17 of 348 comments (clear)

  1. Re:Sweatshop? by xami · · Score: 5, Insightful

    maybe the work itself doesn't seem hard (to you), but the conditions they have to suffer are really sweatshop-like
    BBC had a report about it recently, a dozen workers stuffed into a small, dark room with computers and only a sleeping bag may sound LAN party style to us - but we can leave the party anytime, they can't

  2. Re:I feel soooo sorry for them by Dark+Paladin · · Score: 5, Insightful

    I think it would depend on the labor conditions.

    If it's "Work 8-10 hours a day with a couple of breaks and an hour off for lunch, and a wage that a person can afford to live on (assuming third world country costs, this might be $5/day or so)", then yes, your sarcasm is met.

    If it's "work eighteen hours with no breaks, no air conditioning and if you get carpel tunnel that's your own damned fault, and if you miss a quote you miss pay for the day (which might be just enough to buy food at $0.25/day) , and we employ the twelve year olds who's other choice is prostitution so the constant threat of 'perform or die' is hanging over their head 24/7" - then your sarcasm might not be met.

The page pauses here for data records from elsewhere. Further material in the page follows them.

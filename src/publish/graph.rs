use anyhow::{Context, Result};
use async_trait::async_trait;
use reqwest::{Client, Method, StatusCode, Url};
use serde::Deserialize;
use std::fmt;
use std::time::Duration;
use tracing::{debug, info, instrument, warn};

use super::{PublishClient, PublishOutcome, PublishRequest};
use crate::config;
use crate::model::Credentials;

pub const RATE_LIMITED: &str = "rate_limited";

/// Platform error codes that signal throttling.
const THROTTLE_CODES: &[i64] = &[4, 17, 32, 613];

/// Reels publisher for the Graph API: create a media container, wait for the
/// platform to finish ingesting the video, then publish the container.
#[derive(Clone)]
pub struct GraphPublisher {
    http: Client,
    base_url: Url,
    version: String,
    poll_interval: Duration,
    poll_attempts: u32,
}

impl fmt::Debug for GraphPublisher {
    fn fmt(&self, f: &mut fmt::Formatter<'_>) -> fmt::Result {
        f.debug_struct("GraphPublisher")
            .field("base_url", &self.base_url)
            .field("version", &self.version)
            .finish_non_exhaustive()
    }
}

#[derive(Debug, Clone, Copy, PartialEq, Eq)]
pub enum ContainerStatus {
    Finished,
    InProgress,
    Error,
    Expired,
    Published,
    Unknown,
}

impl ContainerStatus {
    fn parse(code: &str) -> Self {
        match code {
            "FINISHED" => ContainerStatus::Finished,
            "IN_PROGRESS" => ContainerStatus::InProgress,
            "ERROR" => ContainerStatus::Error,
            "EXPIRED" => ContainerStatus::Expired,
            "PUBLISHED" => ContainerStatus::Published,
            _ => ContainerStatus::Unknown,
        }
    }
}

impl GraphPublisher {
    pub fn from_config(cfg: &config::Publisher) -> Result<Self> {
        let base_url = Url::parse(&cfg.api_base).context("invalid publisher.api_base")?;
        Self::with_base_url(
            base_url,
            cfg.api_version.clone(),
            Duration::from_secs(cfg.request_timeout_secs),
            Duration::from_millis(cfg.status_poll_interval_ms),
            cfg.status_poll_attempts,
        )
    }

    pub fn with_base_url(
        base_url: Url,
        version: String,
        timeout: Duration,
        poll_interval: Duration,
        poll_attempts: u32,
    ) -> Result<Self> {
        let http = Client::builder()
            .user_agent("reel-scheduler/0.1")
            .timeout(timeout)
            .build()
            .context("failed to build http client")?;
        Ok(Self {
            http,
            base_url,
            version: version.trim_matches('/').to_string(),
            poll_interval,
            poll_attempts: poll_attempts.max(1),
        })
    }

    fn endpoint(&self, path: &str) -> Result<Url> {
        self.base_url
            .join(&format!("{}/{}", self.version, path))
            .context("invalid Graph API base URL")
    }

    pub fn build_container_request(&self, req: PublishRequest<'_>) -> Result<reqwest::Request> {
        let url = self.endpoint(&format!("{}/media", req.credentials.account_id))?;
        self.http
            .request(Method::POST, url)
            .bearer_auth(&req.credentials.access_token)
            .form(&[
                ("media_type", "REELS"),
                ("video_url", req.video_url),
                ("caption", req.caption),
            ])
            .build()
            .context("failed to build container request")
    }

    pub fn build_status_request(
        &self,
        container_id: &str,
        creds: &Credentials,
    ) -> Result<reqwest::Request> {
        let url = self.endpoint(container_id)?;
        self.http
            .request(Method::GET, url)
            .bearer_auth(&creds.access_token)
            .query(&[("fields", "status_code")])
            .build()
            .context("failed to build status request")
    }

    pub fn build_publish_request(
        &self,
        container_id: &str,
        creds: &Credentials,
    ) -> Result<reqwest::Request> {
        let url = self.endpoint(&format!("{}/media_publish", creds.account_id))?;
        self.http
            .request(Method::POST, url)
            .bearer_auth(&creds.access_token)
            .form(&[("creation_id", container_id)])
            .build()
            .context("failed to build publish request")
    }

    /// Execute a request and return the response body, mapping every failure
    /// to the reason string recorded on the post.
    async fn execute(&self, request: reqwest::Request) -> Result<String, String> {
        let path = request.url().path().to_string();
        debug!(method = %request.method(), %path, "graph api request");
        let res = self
            .http
            .execute(request)
            .await
            .map_err(|err| format!("network error: {}", err))?;
        let status = res.status();
        let body = res
            .text()
            .await
            .map_err(|err| format!("network error: {}", err))?;
        if !status.is_success() {
            let reason = classify_error(status, &body);
            warn!(%status, %path, %reason, "graph api error");
            return Err(reason);
        }
        Ok(body)
    }

    async fn create_container(&self, req: PublishRequest<'_>) -> Result<String, String> {
        let request = self
            .build_container_request(req)
            .map_err(|err| format!("{:#}", err))?;
        let body = self.execute(request).await?;
        parse_id(&body)
    }

    async fn wait_until_ready(&self, container_id: &str, creds: &Credentials) -> Result<(), String> {
        for attempt in 1..=self.poll_attempts {
            let request = self
                .build_status_request(container_id, creds)
                .map_err(|err| format!("{:#}", err))?;
            let body = self.execute(request).await?;
            let status = parse_status(&body)?;
            debug!(container_id, attempt, ?status, "container status");
            match status {
                ContainerStatus::Finished | ContainerStatus::Published => return Ok(()),
                ContainerStatus::Error => return Err("video processing failed".into()),
                ContainerStatus::Expired => return Err("media container expired".into()),
                ContainerStatus::InProgress | ContainerStatus::Unknown => {}
            }
            if attempt < self.poll_attempts {
                tokio::time::sleep(self.poll_interval).await;
            }
        }
        Err("timed out waiting for video processing".into())
    }

    async fn publish_container(
        &self,
        container_id: &str,
        creds: &Credentials,
    ) -> Result<String, String> {
        let request = self
            .build_publish_request(container_id, creds)
            .map_err(|err| format!("{:#}", err))?;
        let body = self.execute(request).await?;
        parse_id(&body)
    }
}

#[async_trait]
impl PublishClient for GraphPublisher {
    #[instrument(skip_all, fields(account_id = %request.credentials.account_id))]
    async fn publish(&self, request: PublishRequest<'_>) -> PublishOutcome {
        let result = async {
            let container_id = self.create_container(request).await?;
            self.wait_until_ready(&container_id, request.credentials)
                .await?;
            self.publish_container(&container_id, request.credentials)
                .await
        }
        .await;

        match result {
            Ok(media_id) => {
                info!(%media_id, "reel published");
                PublishOutcome::Published {
                    external_id: media_id,
                }
            }
            Err(reason) => PublishOutcome::Failed { reason },
        }
    }
}

#[derive(Deserialize)]
struct IdResponse {
    id: String,
}

#[derive(Deserialize)]
struct StatusResponse {
    status_code: Option<String>,
}

#[derive(Deserialize)]
struct ErrorEnvelope {
    error: GraphError,
}

#[derive(Deserialize)]
struct GraphError {
    message: Option<String>,
    code: Option<i64>,
}

fn parse_id(body: &str) -> Result<String, String> {
    serde_json::from_str::<IdResponse>(body)
        .map(|r| r.id)
        .map_err(|err| format!("invalid platform response: {}", err))
}

fn parse_status(body: &str) -> Result<ContainerStatus, String> {
    let resp: StatusResponse = serde_json::from_str(body)
        .map_err(|err| format!("invalid platform response: {}", err))?;
    Ok(resp
        .status_code
        .as_deref()
        .map(ContainerStatus::parse)
        .unwrap_or(ContainerStatus::Unknown))
}

/// Turn a non-success response into the failure reason stored on the post.
pub fn classify_error(status: StatusCode, body: &str) -> String {
    let parsed = serde_json::from_str::<ErrorEnvelope>(body).ok();
    let code = parsed.as_ref().and_then(|e| e.error.code);
    if status == StatusCode::TOO_MANY_REQUESTS || code.is_some_and(|c| THROTTLE_CODES.contains(&c))
    {
        return RATE_LIMITED.to_string();
    }
    match parsed.and_then(|e| e.error.message) {
        Some(message) if !message.trim().is_empty() => message,
        _ => format!("platform error {}", status),
    }
}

    It's all in the scale.

  3. Re:... what? by DreadCthulhu · · Score: 5, Insightful

    Well, in a MMORPG, a good item (like say, the Sword of Pwning) might be really useful for your character, when your clan is fighting someone else. However, it might take a 10 hr quest to get the Sword of Pwning, and this busy first-worlder has a high paying job, so that can't skip that. So you buy the sword for real cash, because you get enjoyment out of the sword, just like you benefit from your 500Watt sterio that was probably built by some other third-worlder.

  4. BTW by ceeam · · Score: 4, Insightful

    Anybody around here selling mod-points? Karma? 4-digit accounts? What is the going price? : )

  5. And how is this different from the real world? by nysus · · Score: 4, Insightful

    My bank account is represented by a bunch of 1s and 0s in some database in the sky. There's no real paper behind it. It's virtual. Now, if someone wiped out the 1s to 0s, I'd have grounds to sue.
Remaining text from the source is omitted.